If it gets approved by voters and implemented, the initiative would take shape in a few ways, starting with the public developer working to acquire and construct buildings to house these new affordable units. Those living in existing buildings acquired by the developer will be able to stay, “and as they leave on their own volition, those units will be opened up to the income ranges included in the program,” House Our Neighbors Campaign Co-Chair Tiffani McCoy described.
From there, the developer would “look at each building that it acquires or builds” to determine the loan balance needed to pay off purchases, the cost of ongoing operations and maintenance, and then determining the “different income brackets between 0 to 120% that we can actually serve.”
New buildings will then fill units with a lottery system, open to anyone living or working in Seattle.

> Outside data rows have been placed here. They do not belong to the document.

//! Custom string formats used by property schemas.
//!
//! Each checker is a plain `fn(&str) -> bool` so it can be registered with
//! `jsonschema::options().with_format(..)` directly.

use std::sync::OnceLock;

use regex::Regex;
use time::{Date, Month};

use crate::determinism::cid::is_valid_cid;

fn currency_re() -> &'static Regex {
    static RE: OnceLock<Regex> = OnceLock::new();
    RE.get_or_init(|| Regex::new(r"^(0|[1-9][0-9]*)(\.[0-9]{1,2})?$").expect("static regex"))
}

fn rate_percent_re() -> &'static Regex {
    static RE: OnceLock<Regex> = OnceLock::new();
    RE.get_or_init(|| Regex::new(r"^[0-9]\.[0-9]{3}$").expect("static regex"))
}

fn date_re() -> &'static Regex {
    static RE: OnceLock<Regex> = OnceLock::new();
    RE.get_or_init(|| Regex::new(r"^([0-9]{4})-([0-9]{2})-([0-9]{2})$").expect("static regex"))
}

/// `ipfs://<cid>`.
pub fn is_ipfs_uri(s: &str) -> bool {
    s.strip_prefix("ipfs://").is_some_and(is_valid_cid)
}

/// Lenient `ipfs_uri`: also a bare CID or a relative local path.
pub fn is_ipfs_uri_or_local(s: &str) -> bool {
    if is_ipfs_uri(s) || is_valid_cid(s) {
        return true;
    }
    !s.is_empty() && !s.contains("://") && !s.starts_with('/')
}

pub fn is_cid(s: &str) -> bool {
    is_valid_cid(s)
}

/// Non-negative amount with at most two decimals.
pub fn is_currency(s: &str) -> bool {
    currency_re().is_match(s)
}

/// `d.ddd`.
pub fn is_rate_percent(s: &str) -> bool {
    rate_percent_re().is_match(s)
}

/// `YYYY-MM-DD` naming a real calendar day.
pub fn is_date(s: &str) -> bool {
    let Some(caps) = date_re().captures(s) else {
        return false;
    };
    let year: i32 = caps[1].parse().unwrap_or(0);
    let month: u8 = caps[2].parse().unwrap_or(0);
    let day: u8 = caps[3].parse().unwrap_or(0);
    Month::try_from(month)
        .ok()
        .and_then(|m| Date::from_calendar_date(year, m, day).ok())
        .is_some()
}
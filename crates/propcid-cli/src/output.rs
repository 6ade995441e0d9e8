use std::io::Write;
use std::sync::atomic::{AtomicBool, Ordering};

use serde::Serialize;
use termcolor::{Color, ColorChoice, ColorSpec, StandardStream, WriteColor};

static JSON_MODE: AtomicBool = AtomicBool::new(false);

pub fn init(json: bool) {
    JSON_MODE.store(json, Ordering::Relaxed);
}

pub fn is_json() -> bool {
    JSON_MODE.load(Ordering::Relaxed)
}

pub fn print<T: Serialize>(value: &T) -> anyhow::Result<()> {
    let s = serde_json::to_string_pretty(value)?;
    println!("{s}");
    Ok(())
}

/// One colored status line, e.g. `ok  processed 4 files`.
pub fn status(ok: bool, msg: &str) -> anyhow::Result<()> {
    let mut out = StandardStream::stdout(ColorChoice::Auto);
    let color = if ok { Color::Green } else { Color::Red };
    out.set_color(ColorSpec::new().set_fg(Some(color)).set_bold(true))?;
    write!(out, "{:<6}", if ok { "ok" } else { "failed" })?;
    out.reset()?;
    writeln!(out, "{msg}")?;
    Ok(())
}

pub fn line(msg: &str) {
    println!("{msg}");
}
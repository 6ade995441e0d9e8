//! Deterministic encoding and content addressing.

pub mod canonical_json;
pub mod cid;

pub use canonical_json::{canonicalize, canonicalize_to_string};
pub use cid::{
    calculate_cid_from_canonical_json, calculate_cid_v1, calculate_cid_v1_for_raw_data, is_valid_cid,
};
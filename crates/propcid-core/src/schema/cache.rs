//! LRU schema cache.
//!
//! The cache is shared by every pipeline task. Concurrent misses for the same
//! id are collapsed: the first caller fetches while the others wait on a
//! per-id gate and then read the populated entry.
//!
//! Shape verdicts are cached with the schema, so every file that references a
//! malformed data-group schema fails with the same `SchemaError::Shape`.
//! Fetch failures are not cached; the next caller tries again.

use std::collections::HashMap;
use std::num::NonZeroUsize;
use std::sync::atomic::{AtomicUsize, Ordering};
use std::sync::Arc;

use async_trait::async_trait;
use lru::LruCache;
use parking_lot::Mutex;
use serde_json::Value;
use tracing::{debug, warn};

use super::{check_data_group_shape, SchemaProvider, SchemaSource};
use crate::config::SchemaConfig;
use crate::errors::SchemaError;

#[derive(Debug, Clone)]
struct CachedSchema {
    value: Arc<Value>,
    shape: Result<(), SchemaError>,
}

pub struct SchemaCache {
    source: Arc<dyn SchemaSource>,
    entries: Mutex<LruCache<String, CachedSchema>>,
    inflight: Mutex<HashMap<String, Arc<tokio::sync::Mutex<()>>>>,
    docs_url: String,
    max_bytes: u64,
    fetches: AtomicUsize,
}

impl SchemaCache {
    pub fn new(source: Arc<dyn SchemaSource>, cfg: &SchemaConfig, max_bytes: u64) -> Self {
        let capacity = NonZeroUsize::new(cfg.cache_capacity).unwrap_or(NonZeroUsize::MIN);
        Self {
            source,
            entries: Mutex::new(LruCache::new(capacity)),
            inflight: Mutex::new(HashMap::new()),
            docs_url: cfg.shape_docs_url.clone(),
            max_bytes,
            fetches: AtomicUsize::new(0),
        }
    }

    /// Number of source fetches performed so far.
    pub fn fetch_count(&self) -> usize {
        self.fetches.load(Ordering::Relaxed)
    }

    pub fn len(&self) -> usize {
        self.entries.lock().len()
    }

    pub fn is_empty(&self) -> bool {
        self.len() == 0
    }

    fn lookup(&self, id: &str) -> Option<CachedSchema> {
        self.entries.lock().get(id).cloned()
    }

    async fn load(&self, id: &str) -> Result<CachedSchema, SchemaError> {
        if let Some(hit) = self.lookup(id) {
            return Ok(hit);
        }

        let gate = self
            .inflight
            .lock()
            .entry(id.to_string())
            .or_insert_with(|| Arc::new(tokio::sync::Mutex::new(())))
            .clone();
        let _guard = gate.lock().await;

        // Another task may have populated the entry while we waited.
        if let Some(hit) = self.lookup(id) {
            return Ok(hit);
        }

        let result = self.fetch_and_check(id).await;
        if let Ok(entry) = &result {
            self.entries.lock().put(id.to_string(), entry.clone());
        }
        self.release_gate(id, &gate);
        result
    }

    /// Drop the gate for `id` only if it is still the one this caller waited
    /// on. A failed fetch lets a newer caller install a fresh gate before a
    /// stale waiter gets here.
    fn release_gate(&self, id: &str, gate: &Arc<tokio::sync::Mutex<()>>) {
        let mut inflight = self.inflight.lock();
        if inflight.get(id).is_some_and(|current| Arc::ptr_eq(current, gate)) {
            inflight.remove(id);
        }
    }

    async fn fetch_and_check(&self, id: &str) -> Result<CachedSchema, SchemaError> {
        self.fetches.fetch_add(1, Ordering::Relaxed);
        let bytes = self.source.fetch(id).await?;

        if bytes.len() as u64 > self.max_bytes {
            return Err(SchemaError::fetch(
                id,
                format!("schema too large ({} bytes > limit {})", bytes.len(), self.max_bytes),
            ));
        }

        let value: Value = serde_json::from_slice(&bytes)
            .map_err(|e| SchemaError::fetch(id, format!("schema is not valid JSON: {e}")))?;
        if !value.is_object() {
            return Err(SchemaError::fetch(id, "schema is not a JSON object"));
        }

        let shape = check_data_group_shape(&value).map_err(|reason| SchemaError::Shape {
            id: id.to_string(),
            reason,
            docs_url: self.docs_url.clone(),
        });
        debug!(schema = id, data_group = shape.is_ok(), "schema cached");

        Ok(CachedSchema {
            value: Arc::new(value),
            shape,
        })
    }
}

#[async_trait]
impl SchemaProvider for SchemaCache {
    async fn get_schema(&self, id: &str) -> Result<Arc<Value>, SchemaError> {
        Ok(self.load(id).await?.value)
    }

    async fn get_data_group_schema(&self, id: &str) -> Result<Arc<Value>, SchemaError> {
        let entry = self.load(id).await?;
        if let Err(e) = entry.shape {
            warn!(schema = id, "rejecting schema with invalid data group shape");
            return Err(e);
        }
        Ok(entry.value)
    }
}
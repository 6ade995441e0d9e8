use std::path::Path;
use std::time::Duration;

use indicatif::{ProgressBar, ProgressDrawTarget, ProgressStyle};
use propcid_core::pipeline::{Phase, ProgressSink};
use tracing::debug;

/// Terminal progress fed by the pipeline's progress hook.
pub struct BarProgress {
    pb: ProgressBar,
}

impl BarProgress {
    pub fn new(hidden: bool) -> Self {
        let pb = ProgressBar::new_spinner();
        if hidden {
            pb.set_draw_target(ProgressDrawTarget::hidden());
        }
        if let Ok(style) = ProgressStyle::with_template("{spinner} [{pos}/{len}] {msg}") {
            pb.set_style(style);
        }
        pb.enable_steady_tick(Duration::from_millis(80));
        Self { pb }
    }

    pub fn set_total(&self, total: usize) {
        self.pb.set_length(total as u64);
    }

    pub fn finish(&self) {
        self.pb.finish_and_clear();
    }
}

impl ProgressSink for BarProgress {
    fn on_phase(&self, phase: Phase) {
        debug!(phase = phase.as_str(), "phase");
        self.pb.set_message(phase.as_str());
    }

    fn on_file_finished(&self, _path: &Path, _ok: bool) {
        self.pb.inc(1);
    }
}
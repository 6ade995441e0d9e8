use std::collections::BTreeSet;
use std::fs::{self, File};
use std::io::Write;
use std::path::Path;

use anyhow::{Context, Result};
use propcid_core::model::{BinaryAsset, HashedFile};
use zip::write::SimpleFileOptions;
use zip::{CompressionMethod, DateTime, ZipWriter};

pub const RESULT_HEADER: [&str; 5] = ["propertyCid", "dataGroupCid", "dataCid", "filePath", "uploadedAt"];

/// Write `<propertyCid>/<calculatedCid>.json` for every hashed document and
/// `<propertyCid>/<cid>.<ext>` for every asset. Returns the number of
/// archive entries.
pub fn write_zip(path: &Path, hashed: &[HashedFile], assets: &[BinaryAsset]) -> Result<usize> {
    ensure_parent(path)?;
    let file = File::create(path).with_context(|| format!("creating {}", path.display()))?;
    let mut zip = ZipWriter::new(file);
    // Fixed timestamps keep the archive byte-stable across runs.
    let options = SimpleFileOptions::default()
        .compression_method(CompressionMethod::Deflated)
        .last_modified_time(DateTime::default());

    let mut written = BTreeSet::new();
    for doc in hashed {
        let name = format!("{}/{}.json", doc.property_cid, doc.calculated_cid);
        if written.insert(name.clone()) {
            zip.start_file(name.as_str(), options)?;
            zip.write_all(doc.canonical_json.as_bytes())?;
        }
    }
    for asset in assets {
        let name = format!("{}/{}.{}", asset.property_cid, asset.cid, asset.extension);
        if written.insert(name.clone()) {
            zip.start_file(name.as_str(), options)?;
            zip.write_all(&asset.bytes)?;
        }
    }

    zip.finish().with_context(|| format!("finishing {}", path.display()))?;
    Ok(written.len())
}

/// One row per hashed document.
pub fn write_result_csv(path: &Path, hashed: &[HashedFile], uploaded_at: &str) -> Result<()> {
    ensure_parent(path)?;
    let mut w = csv::Writer::from_path(path).with_context(|| format!("creating {}", path.display()))?;
    w.write_record(RESULT_HEADER)?;
    for doc in hashed {
        let file_path = doc.original_path.display().to_string();
        w.write_record([
            doc.property_cid.as_str(),
            doc.data_group_cid.as_str(),
            doc.calculated_cid.as_str(),
            file_path.as_str(),
            uploaded_at,
        ])?;
    }
    w.flush()?;
    Ok(())
}

fn ensure_parent(path: &Path) -> Result<()> {
    match path.parent() {
        Some(dir) if !dir.as_os_str().is_empty() => {
            fs::create_dir_all(dir).with_context(|| format!("creating {}", dir.display()))
        }
        _ => Ok(()),
    }
}
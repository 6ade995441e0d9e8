//! Two-phase orchestration.
//!
//! Per property directory:
//!
//! ```text
//! Pending -> seed running -> SeedSucceeded(cid) -> dependents running -> done
//!                         -> SeedFailed         -> dependents skipped
//! ```
//!
//! All seeds finish before any dependent starts. Within a phase, entries run
//! concurrently on a `JoinSet` gated by a semaphore of `concurrency` permits.
//! Tasks return their results; the orchestrator alone writes to the reporter
//! and builds the output lists.

use std::collections::BTreeMap;
use std::path::PathBuf;
use std::sync::Arc;

use tokio::sync::Semaphore;
use tokio::task::JoinSet;
use tracing::{debug, info, warn};
use uuid::Uuid;

use super::concurrency::default_concurrency;
use super::file::{process_entry, FileFailure, FileResult, FileSettings, FileSuccess};
use super::{Phase, PipelineServices};
use crate::config::EngineConfig;
use crate::errors::{FileError, PropcidResult};
use crate::model::{
    BinaryAsset, Clock, DirectoryOutcome, ErrorRecord, FileEntry, HashedFile, PropertyRef, RunMetrics,
    WarningRecord,
};
use crate::validate::messages::display_path;

/// Everything a run produced besides report rows.
#[derive(Debug, Clone)]
pub struct RunOutcome {
    /// Sorted by (property CID, calculated CID, path).
    pub hashed_files: Vec<HashedFile>,
    /// Sorted by (property CID, CID).
    pub assets: Vec<BinaryAsset>,
    pub metrics: RunMetrics,
    pub directory_outcomes: BTreeMap<PathBuf, DirectoryOutcome>,
    /// True if any file failed schema validation.
    pub validation_failed: bool,
}

pub struct Orchestrator {
    services: PipelineServices,
    seed_schema_id: String,
    concurrency: usize,
    settings: FileSettings,
    clock: Clock,
}

/// An entry ready to run and the property CID it will be recorded under.
struct Job {
    entry: FileEntry,
    property_cid: Option<String>,
}

#[derive(Default)]
struct Tally {
    processed: usize,
    skipped: usize,
    errors: usize,
    validation_failed: bool,
    hashed: Vec<HashedFile>,
    assets: Vec<BinaryAsset>,
}

impl Orchestrator {
    pub fn new(services: PipelineServices, cfg: &EngineConfig) -> Self {
        let concurrency = cfg
            .pipeline
            .max_concurrency
            .unwrap_or_else(default_concurrency)
            .max(1);
        Self {
            services,
            seed_schema_id: cfg.pipeline.seed_schema_id.clone(),
            concurrency,
            settings: FileSettings {
                resolve_local_refs: cfg.pipeline.resolve_local_refs,
                max_file_bytes: cfg.limits.max_file_bytes,
            },
            clock: Clock::System,
        }
    }

    pub fn with_clock(mut self, clock: Clock) -> Self {
        self.clock = clock;
        self
    }

    pub fn concurrency(&self) -> usize {
        self.concurrency
    }

    pub fn is_seed(&self, entry: &FileEntry) -> bool {
        entry.data_group_id == self.seed_schema_id
    }

    /// Run every entry. Per-file failures go to the reporter; only reporter
    /// failures abort the run.
    pub async fn run(&self, entries: Vec<FileEntry>) -> PropcidResult<RunOutcome> {
        let run_id = Uuid::new_v4().to_string();
        let start_time = self.clock.now_rfc3339();
        let total = entries.len();
        self.services.progress.on_phase(Phase::RunningPipeline);

        let (seeds, dependents): (Vec<FileEntry>, Vec<FileEntry>) =
            entries.into_iter().partition(|e| self.is_seed(e));
        info!(
            run_id = %run_id,
            seeds = seeds.len(),
            dependents = dependents.len(),
            concurrency = self.concurrency,
            "pipeline started"
        );

        let mut tally = Tally::default();
        let mut outcomes: BTreeMap<PathBuf, DirectoryOutcome> = BTreeMap::new();

        // Phase 1: seeds.
        let seed_jobs: Vec<Job> = seeds
            .into_iter()
            .map(|entry| {
                outcomes.entry(entry.directory()).or_insert(DirectoryOutcome::Pending);
                let property_cid = entry.property.resolved_cid().map(str::to_string);
                Job { entry, property_cid }
            })
            .collect();
        for result in self.run_batch(seed_jobs).await {
            let dir = match &result {
                Ok(ok) => ok.entry.directory(),
                Err(failure) => failure.entry.directory(),
            };
            match result {
                Ok(ok) => {
                    let cid = ok.hashed.property_cid.clone();
                    debug!(directory = %dir.display(), property = %cid, "seed succeeded");
                    let current = outcomes.entry(dir).or_insert(DirectoryOutcome::Pending);
                    if *current == DirectoryOutcome::Pending {
                        *current = DirectoryOutcome::SeedSucceeded(cid);
                    }
                    self.record_success(ok, &mut tally)?;
                }
                Err(failure) => {
                    warn!(directory = %dir.display(), error = %failure.error, "seed failed");
                    let reason = failure.error.to_string();
                    self.record_failure(&failure, &mut tally)?;
                    outcomes.insert(dir, DirectoryOutcome::SeedFailed { reason });
                }
            }
        }

        // Phase 2: dependents.
        let mut jobs = Vec::with_capacity(dependents.len());
        for entry in dependents {
            let dir = entry.directory();
            let seed = outcomes.get(&dir).cloned();
            let resolved = entry.property.resolved_cid().map(str::to_string);
            match (seed, resolved) {
                (Some(DirectoryOutcome::SeedFailed { .. }), _) => {
                    tally.skipped += 1;
                    self.services.reporter.log_warning(WarningRecord {
                        property_id: entry.property.to_string(),
                        data_group_id: entry.data_group_id.clone(),
                        file_path: entry.file_path.display().to_string(),
                        error_path: String::new(),
                        message: FileError::SeedFailure { directory: dir }.to_string(),
                        timestamp: self.clock.now_rfc3339(),
                    })?;
                }
                (_, Some(cid)) => jobs.push(Job {
                    entry,
                    property_cid: Some(cid),
                }),
                (Some(DirectoryOutcome::SeedSucceeded(cid)), None) => jobs.push(Job {
                    entry: FileEntry {
                        property: PropertyRef::Resolved(cid.clone()),
                        ..entry
                    },
                    property_cid: Some(cid),
                }),
                (_, None) => {
                    tally.skipped += 1;
                    warn!(path = %entry.file_path.display(), "no seed for pending entry");
                    self.report_failure(&FileFailure {
                        error: FileError::MissingSeed { directory: dir },
                        entry,
                    })?;
                }
            }
        }

        for result in self.run_batch(jobs).await {
            match result {
                Ok(ok) => self.record_success(ok, &mut tally)?,
                Err(failure) => self.record_failure(&failure, &mut tally)?,
            }
        }

        tally.hashed.sort_by(|a, b| {
            (&a.property_cid, &a.calculated_cid, &a.original_path)
                .cmp(&(&b.property_cid, &b.calculated_cid, &b.original_path))
        });
        tally.hashed.dedup_by(|a, b| {
            a.property_cid == b.property_cid
                && a.calculated_cid == b.calculated_cid
                && a.original_path == b.original_path
        });
        tally
            .assets
            .sort_by(|a, b| (&a.property_cid, &a.cid).cmp(&(&b.property_cid, &b.cid)));
        tally
            .assets
            .dedup_by(|a, b| a.property_cid == b.property_cid && a.cid == b.cid);

        let metrics = RunMetrics {
            run_id,
            processed: tally.processed,
            skipped: tally.skipped,
            errors: tally.errors,
            total,
            start_time,
            finished_at: self.clock.now_rfc3339(),
        };
        info!(
            processed = metrics.processed,
            skipped = metrics.skipped,
            errors = metrics.errors,
            total = metrics.total,
            "pipeline completed"
        );
        self.services.progress.on_phase(Phase::Completed);

        Ok(RunOutcome {
            hashed_files: tally.hashed,
            assets: tally.assets,
            metrics,
            directory_outcomes: outcomes,
            validation_failed: tally.validation_failed,
        })
    }

    /// Run `jobs` concurrently, at most `concurrency` at a time. Results come
    /// back in job order.
    async fn run_batch(&self, jobs: Vec<Job>) -> Vec<FileResult> {
        let semaphore = Arc::new(Semaphore::new(self.concurrency));
        let mut set: JoinSet<(usize, FileResult)> = JoinSet::new();
        let entries: Vec<FileEntry> = jobs.iter().map(|j| j.entry.clone()).collect();

        for (idx, job) in jobs.into_iter().enumerate() {
            let services = self.services.clone();
            let settings = self.settings;
            let semaphore = Arc::clone(&semaphore);
            set.spawn(async move {
                // The semaphore is never closed.
                let _permit = semaphore.acquire_owned().await;
                let path = job.entry.file_path.clone();
                services.progress.on_file_started(&path);
                let result = process_entry(&services, job.entry, job.property_cid, settings).await;
                services.progress.on_file_finished(&path, result.is_ok());
                (idx, result)
            });
        }

        let mut slots: Vec<Option<FileResult>> = (0..entries.len()).map(|_| None).collect();
        while let Some(joined) = set.join_next().await {
            match joined {
                Ok((idx, result)) => slots[idx] = Some(result),
                Err(e) => warn!(error = %e, "pipeline task aborted"),
            }
        }

        slots
            .into_iter()
            .zip(entries)
            .map(|(slot, entry)| {
                slot.unwrap_or_else(|| {
                    Err(FileFailure {
                        entry,
                        error: FileError::Internal("pipeline task aborted".to_string()),
                    })
                })
            })
            .collect()
    }

    fn record_success(&self, ok: FileSuccess, tally: &mut Tally) -> PropcidResult<()> {
        tally.processed += 1;
        let FileSuccess {
            entry,
            hashed,
            derived,
            assets,
            link_errors,
        } = ok;

        for link in &link_errors {
            self.services.reporter.log_error(ErrorRecord {
                property_id: hashed.property_cid.clone(),
                data_group_id: entry.data_group_id.clone(),
                file_path: entry.file_path.display().to_string(),
                error_path: display_path(&link.pointer, &entry.file_path),
                message: link.error.to_string(),
                current_value: link.error.path().display().to_string(),
                timestamp: self.clock.now_rfc3339(),
            })?;
        }

        tally.hashed.push(hashed);
        tally.hashed.extend(derived);
        tally.assets.extend(assets);
        Ok(())
    }

    fn record_failure(&self, failure: &FileFailure, tally: &mut Tally) -> PropcidResult<()> {
        tally.errors += 1;
        if matches!(failure.error, FileError::Validation(_)) {
            tally.validation_failed = true;
        }
        debug!(
            path = %failure.entry.file_path.display(),
            code = failure.error.code(),
            "file failed"
        );
        self.report_failure(failure)
    }

    /// One row per validation issue, one row for anything else.
    fn report_failure(&self, failure: &FileFailure) -> PropcidResult<()> {
        let entry = &failure.entry;
        let row = |error_path: String, message: String, current_value: String| ErrorRecord {
            property_id: entry.property.to_string(),
            data_group_id: entry.data_group_id.clone(),
            file_path: entry.file_path.display().to_string(),
            error_path,
            message,
            current_value,
            timestamp: self.clock.now_rfc3339(),
        };

        match &failure.error {
            FileError::Validation(issues) => {
                for issue in issues {
                    self.services.reporter.log_error(row(
                        issue.display_path.clone(),
                        issue.message.clone(),
                        issue.value.clone(),
                    ))?;
                }
            }
            other => {
                self.services
                    .reporter
                    .log_error(row(String::new(), other.to_string(), String::new()))?;
            }
        }
        Ok(())
    }
}
//! Input reading and parsing helpers.
//!
//! All readers take explicit byte limits; nothing here consults the
//! environment.
//!
//! Errors are plain strings so each caller can wrap them in its own error
//! type (`FileError` for entries, `LinkError` for linked files).

use std::path::{Path, PathBuf};

use serde_json::Value;

/// Read a file, refusing anything larger than `max_bytes`.
pub async fn read_file_limited(path: &Path, max_bytes: u64) -> Result<Vec<u8>, String> {
    let meta = tokio::fs::metadata(path).await.map_err(|e| e.to_string())?;
    if !meta.is_file() {
        return Err("not a regular file".to_string());
    }
    if meta.len() > max_bytes {
        return Err(format!(
            "file too large ({} bytes > limit {})",
            meta.len(),
            max_bytes
        ));
    }
    tokio::fs::read(path).await.map_err(|e| e.to_string())
}

/// Parse JSON bytes into `serde_json::Value` with a hard size limit.
pub fn parse_json_bytes(bytes: &[u8], max_bytes: u64) -> Result<Value, String> {
    if bytes.len() as u64 > max_bytes {
        return Err(format!(
            "JSON payload too large ({} bytes > limit {})",
            bytes.len(),
            max_bytes
        ));
    }
    serde_json::from_slice(bytes).map_err(|e| format!("invalid JSON: {e}"))
}

/// Resolve `target` against the directory holding `source_path`.
pub fn resolve_relative(source_path: &Path, target: &str) -> PathBuf {
    let base = source_path.parent().unwrap_or_else(|| Path::new(""));
    path_clean::clean(base.join(target))
}

/// Lowercase extension of `path`, if any.
pub fn extension_of(path: &Path) -> Option<String> {
    path.extension()
        .map(|e| e.to_string_lossy().to_ascii_lowercase())
}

They will then be selected at random “based on what income levels can be served in each building.”
“Then people will move in, and they can stay there however long they want to,” McCoy described.
For anyone who eventually exceeds the range of incomes needed to enter the social housing program, they will still be able to stay, albeit while paying “a little bit more rent,” with those extra dollars going toward subsidizing those on the lower end of the income bracket.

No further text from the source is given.